Sevgili Çarşamba


Güneşli bir sabaha uyandık, tabi  güneş sonra doğdu, yani güneş var demek istiyorum. Aslında kış güneşi ne güzel ama bu sene kış gibi bir kış yaşamadığımız için kaygı verici. Bugünün kaygı verici düşüncesi de bu olsun. Bilge yataktan sürünerek kalktı, hatta bir ara bugün seçmeli dersler var, gitmeyeyim bile dedi. Çünkü bir çok arkadaşı gitmiyor. Ben de yine aynı terane okul kafana göre gitmeyeceğin bir yer değil, hadi astın okulu iyi bir şey yapmak için as, zaten baharda daha güzel olur okulu asmak... kalk hadi dedim. Söylene söylene kalktı. O kadar yavaştı ki, bir ara kahvaltı masasında o yavaşın da ötesinde  kahvaltısını yaparken, Koca onun saçlarını taradı. Paketledik gönderdik.
Koca sürekli bugün çok işim var erken gitmemiz gerek diye o kadar acele ettirdi ki, ancak kahvaltı edecek vakit kaldı. Bulaşıkları lavabonun içine tıkaladım, yatağın örtüsünü bile örtemedim. Eğer bugün ölürsem kadın en azından çabalamış desinler lütfen.

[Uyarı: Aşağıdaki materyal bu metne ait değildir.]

#[cfg(test)]
mod tests {
    use super::*;
    use crate::catalog::{CatalogDocument, YieldModifiers};
    use proptest::prelude::*;
    use studio_core::{Composition, Mixture};

    fn inputs(mode: &str, catalyst: Option<&str>, t: f64, time: f64, o2: f64) -> SimulationInputs {
        SimulationInputs {
            feedstock: Feedstock::Simple(Composition::default()),
            mode_id: ModeId::new(mode),
            heat_source_id: HeatSourceId::new("solar_concentrada"),
            catalyst_id: catalyst.map(CatalystId::new),
            temperature_c: t,
            residence_time_s: time,
            oxygen_pct: o2,
        }
    }

    fn assert_normalized(y: &Yields) {
        assert!((y.total() - 100.0).abs() < RENORMALIZE_TOLERANCE, "{y:?}");
        assert!(y.liquid >= 0.0 && y.solid >= 0.0 && y.gas >= 0.0);
    }

    #[test]
    fn nominal_conditions_reproduce_base_yields() {
        let cat = Catalog::builtin();
        let r = simulate(&cat, &inputs("rapida", None, 500.0, 1.5, 0.0));
        let y = r.yields.unwrap();
        assert!((y.liquid - 75.0).abs() < 1e-9);
        assert!((y.solid - 12.0).abs() < 1e-9);
        assert!((y.gas - 13.0).abs() < 1e-9);
        assert!(r.insights.is_empty());
        assert_eq!(r.plant_model.unwrap().basis, PlantModelBasis::Reference);
        let heat = cat.heat_source(&HeatSourceId::new("solar_concentrada")).unwrap();
        assert_eq!(r.kpis.as_ref(), Some(&heat.kpis));
        assert_eq!(r.analysis.as_deref(), Some(heat.analysis.as_str()));
    }

    #[test]
    fn hotter_and_longer_favours_gas() {
        let cat = Catalog::builtin();
        // +100 °C: gas +5, liquid -3, solid -2.
        let y = simulate(&cat, &inputs("rapida", None, 600.0, 1.5, 0.0))
            .yields
            .unwrap();
        assert!((y.gas - 18.0).abs() < 1e-9);
        assert!((y.liquid - 72.0).abs() < 1e-9);
        assert!((y.solid - 10.0).abs() < 1e-9);
        // One decade longer residence: gas +5.
        let y = simulate(&cat, &inputs("rapida", None, 500.0, 15.0, 0.0))
            .yields
            .unwrap();
        assert!((y.gas - 18.0).abs() < 1e-9);
    }

    #[test]
    fn oxygen_adds_gasification_insight() {
        let cat = Catalog::builtin();
        let r = simulate(&cat, &inputs("rapida", None, 500.0, 1.5, 4.0));
        let y = r.yields.unwrap();
        assert!((y.gas - 19.0).abs() < 1e-9);
        assert!((y.liquid - 71.0).abs() < 1e-9);
        assert!((y.solid - 10.0).abs() < 1e-9);
        assert_eq!(r.insights.len(), 1);
        assert!(r.insights[0].contains("gasification"));
    }

    #[test]
    fn catalyst_modifiers_and_quality_notes() {
        let cat = Catalog::builtin();
        let plain = simulate(&cat, &inputs("intermedia", None, 450.0, 180.0, 0.0));
        let fcc = simulate(&cat, &inputs("intermedia", Some("fcc_usado"), 450.0, 180.0, 0.0));
        let (p, f) = (plain.yields.unwrap(), fcc.yields.unwrap());
        assert!(f.liquid > p.liquid);
        assert!(f.gas < p.gas);
        assert_normalized(&f);
        assert_eq!(fcc.insights.len(), 2);
        assert!(fcc.insights[0].starts_with("Catalizador FCC usado"));
    }

    #[test]
    fn wax_follows_the_mode_for_any_feedstock() {
        let cat = Catalog::builtin();
        let mut i = inputs("plasticos", None, 450.0, 180.0, 0.0);
        let y = simulate(&cat, &i).yields.unwrap();
        assert_eq!(y.wax, Some(25.0));
        assert!((y.liquid - 55.0).abs() < 1e-9);
        assert_normalized(&y);

        i.feedstock = Feedstock::Advanced(Mixture::new([("polietileno", 100.0)]).unwrap());
        let y = simulate(&cat, &i).yields.unwrap();
        assert!((y.wax.unwrap() - 25.0).abs() < 1e-9);
        assert_normalized(&y);

        let y = simulate(&cat, &inputs("rapida", None, 500.0, 1.5, 0.0))
            .yields
            .unwrap();
        assert_eq!(y.wax, None);
    }

    #[test]
    fn negative_total_does_not_flip_signs() {
        let builtin = Catalog::builtin();
        let mut doc = CatalogDocument {
            modes: builtin.modes().cloned().collect(),
            heat_sources: builtin.heat_sources().cloned().collect(),
            catalysts: builtin.catalysts().cloned().collect(),
            materials: builtin.materials().cloned().collect(),
        };
        doc.catalysts.push(Catalyst {
            id: CatalystId::new("veneno"),
            name: "Veneno".into(),
            yield_modifiers: YieldModifiers {
                liquid: "-300%".into(),
                solid: String::new(),
                gas: String::new(),
            },
            liquid_quality: "none".into(),
            gas_quality: "none".into(),
        });
        let cat = Catalog::from_document(doc).unwrap();
        // 75/12/13 with liquid -300 sums to -200; liquid clears, the rest rescale.
        let y = simulate(&cat, &inputs("rapida", Some("veneno"), 500.0, 1.5, 0.0))
            .yields
            .unwrap();
        assert_eq!(y.liquid, 0.0);
        assert!((y.solid - 48.0).abs() < 1e-9);
        assert!((y.gas - 52.0).abs() < 1e-9);
        assert_normalized(&y);
    }

    #[test]
    fn heavy_oxygen_clamps_negative_phases() {
        let cat = Catalog::builtin();
        let y = simulate(&cat, &inputs("torrefaccion", None, 250.0, 2700.0, 21.0))
            .yields
            .unwrap();
        assert_eq!(y.liquid, 0.0);
        assert_normalized(&y);
    }

    #[test]
    fn unknown_references_give_empty_result() {
        let cat = Catalog::builtin();
        let r = simulate(&cat, &inputs("no_such_mode", None, 500.0, 1.5, 0.0));
        assert!(r.is_empty());
        assert_eq!(r.yields, None);
        assert!(r.insights.is_empty());

        let mut i = inputs("rapida", None, 500.0, 1.5, 0.0);
        i.heat_source_id = HeatSourceId::new("fusion");
        assert!(simulate(&cat, &i).is_empty());

        assert!(simulate(&cat, &inputs("rapida", Some("magia"), 500.0, 1.5, 0.0)).is_empty());

        let mut i = inputs("rapida", None, 500.0, 1.5, 0.0);
        i.feedstock = Feedstock::Advanced(Mixture::new([("unobtainium", 10.0)]).unwrap());
        assert!(simulate(&cat, &i).is_empty());

        assert!(simulate(&cat, &inputs("rapida", None, f64::NAN, 1.5, 0.0)).is_empty());
    }

    #[test]
    fn empty_result_serializes_nulls() {
        let v = serde_json::to_value(SimulationResult::empty()).unwrap();
        assert!(v["yields"].is_null());
        assert!(v["material"].is_null());
        assert_eq!(v["insights"], serde_json::json!([]));
    }

    proptest! {
        #[test]
        fn yields_always_sum_to_100(mode in 0usize..5,
                                    catalyst in 0usize..5,
                                    t in 150.0f64..950.0,
                                    time in 0.0f64..20_000.0,
                                    o2 in 0.0f64..21.0) {
            let modes = ["lenta", "intermedia", "rapida", "torrefaccion", "plasticos"];
            let catalysts = [None, Some("zsm5"), Some("dolomita"), Some("ni_alumina"), Some("fcc_usado")];
            let r = simulate(&Catalog::builtin(), &inputs(modes[mode], catalysts[catalyst], t, time, o2));
            let y = r.yields.unwrap();
            prop_assert!((y.total() - 100.0).abs() < RENORMALIZE_TOLERANCE);
            prop_assert!(y.liquid >= 0.0 && y.solid >= 0.0 && y.gas >= 0.0);
            prop_assert!(y.wax.unwrap_or(0.0) >= 0.0);
        }

        #[test]
        fn plastic_blends_sum_to_100_with_wax(mode in 0usize..5,
                                              catalyst in 0usize..5,
                                              pe in 1.0f64..60.0,
                                              pp in 0.0f64..30.0,
                                              pino in 0.0f64..10.0,
                                              t in 150.0f64..950.0,
                                              time in 0.0f64..20_000.0,
                                              o2 in 0.0f64..21.0) {
            let modes = ["lenta", "intermedia", "rapida", "torrefaccion", "plasticos"];
            let catalysts = [None, Some("zsm5"), Some("dolomita"), Some("ni_alumina"), Some("fcc_usado")];
            let mut i = inputs(modes[mode], catalysts[catalyst], t, time, o2);
            let mix = Mixture::new([("polietileno", pe), ("polipropileno", pp), ("pino", pino)]).unwrap();
            i.feedstock = Feedstock::Advanced(mix);
            let y = simulate(&Catalog::builtin(), &i).yields.unwrap();
            prop_assert!((y.total() - 100.0).abs() < RENORMALIZE_TOLERANCE);
            prop_assert!(y.liquid >= 0.0 && y.solid >= 0.0 && y.gas >= 0.0);
            prop_assert_eq!(y.wax.is_some(), modes[mode] == "plasticos");
            prop_assert!(y.wax.unwrap_or(0.0) >= 0.0);
        }
    }
}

 Efes' in içinden de son zamanlarda bir lama çıktı. Mama kabından bir mama yemesi var, tüm koridor mama taneciği dolu. Gerçek et parçalı mamasını ağız dolusu alıp, etleri yedikten sonra diğerlerini etrafa tükürüyor:)) ben biliyorum ona yapacağımı...

Eve erken gitsem iyi olur.

Hasan Ali Toptaş' ın Heba kitabına akşam başladım. Daha hızlı okurum sanıyordum ama yavaş ilerleyecek  gibi.

Kızkardeş' e mart challange mızı yolladım. Yüreğine indi:)) maddeleri belirleme sırası bendeydi:)) yazarım bir ara detayları...

Dün Darkest Hour filmini izlemeye başladım. 6 Dalda Oscar adaylığı filan ama çok sıkıldım yarıda bıraktım, belki gerisini bugün izlerim.

Spor salonunda ilk yarım saat eliptik yapıyorum. Eliptik bisiklet camın önünde. Dışarısını çok net görüyor. Yarım saat boyunca yoldan geçen arabaları sayıyorum, ig.' de hikayelere bakıyorum, internet takılıyor, gözüm aletin ekranına yöneliyor, dakikaları sayıyorum böyle yaptıkça ayaklarım ağırlaşıyor. Dün aklıma geldi, Netflix' ten Garce&Frankie' nin bir bölümünü telefonuma  kaydettim ve eliptik yaparken  izledim. Yarım saat nasıl geçti anlamadım. Pek güzel oldu.

Bir de dün yolda ateş dikenine benzeyen meyveleri olan ama dikenleri olmayan bir ağaçtan iki dal çalıp, vazoya koydum. Ağacın adınına bir bakayım bugün:))

Sabah kitaplığımda mimariyle ilgili ciltli bir kitap buldum. Le Corbusier' in yapıtlarıyla ilgili, Görsel Kayıt diye bir kitap. Yeni mimargerçi beş sene olmuştur belki daha fazla kuzenime yazdım, sana hibe edebilirim diye. İstemem diye yazdı. Uyanmamış olabilir misin  diye yazdım. Dayanamadı beni aradı. Le Corbusier' i sevmediğini, adamın herkesi aynı boyda zannettiğini söyledi. Merak ettim biraz araştıracağım bu konuyu:))

Gene çenem düştü, kaçtım ben...


Yorumlar

  1. Mart çelıncını çok merak ettim :)

    Efes yandı bence :))) Yemek seçmek neymiş görecek gibi geldi bana, sanki yani :))

    Darkest Hour'u ben de izledim. Sıkılmadım ama çok sevdiğimi de söyleyemem. Fakat Gary Oldman nasıl değişmiş yalnız, ve iyi de rol yapmış. Onu izlerken filmi tamamladım zaten. Ağzından tükürükler saça saça konuşmasına hasta oldum :))

    YanıtlaSil
    Yanıtlar
    1. Şebocum çok güzel çelinc hazırladım görünce anlayacaksın
      Efes yemek seçenekten çok saçarak yiyor ben de mamasını saatli vereceğim artık ortalıkta mamayı zor bulur. Filme devam eder miyim pek emin değilim😂

      Sil
  2. Darkest Hour'da aman yarabbi ne konuşuyolar! Yav bi tane boş sahne geçsin de sağ loptan sol loba geçelim, yoook... :)) ama güzel film.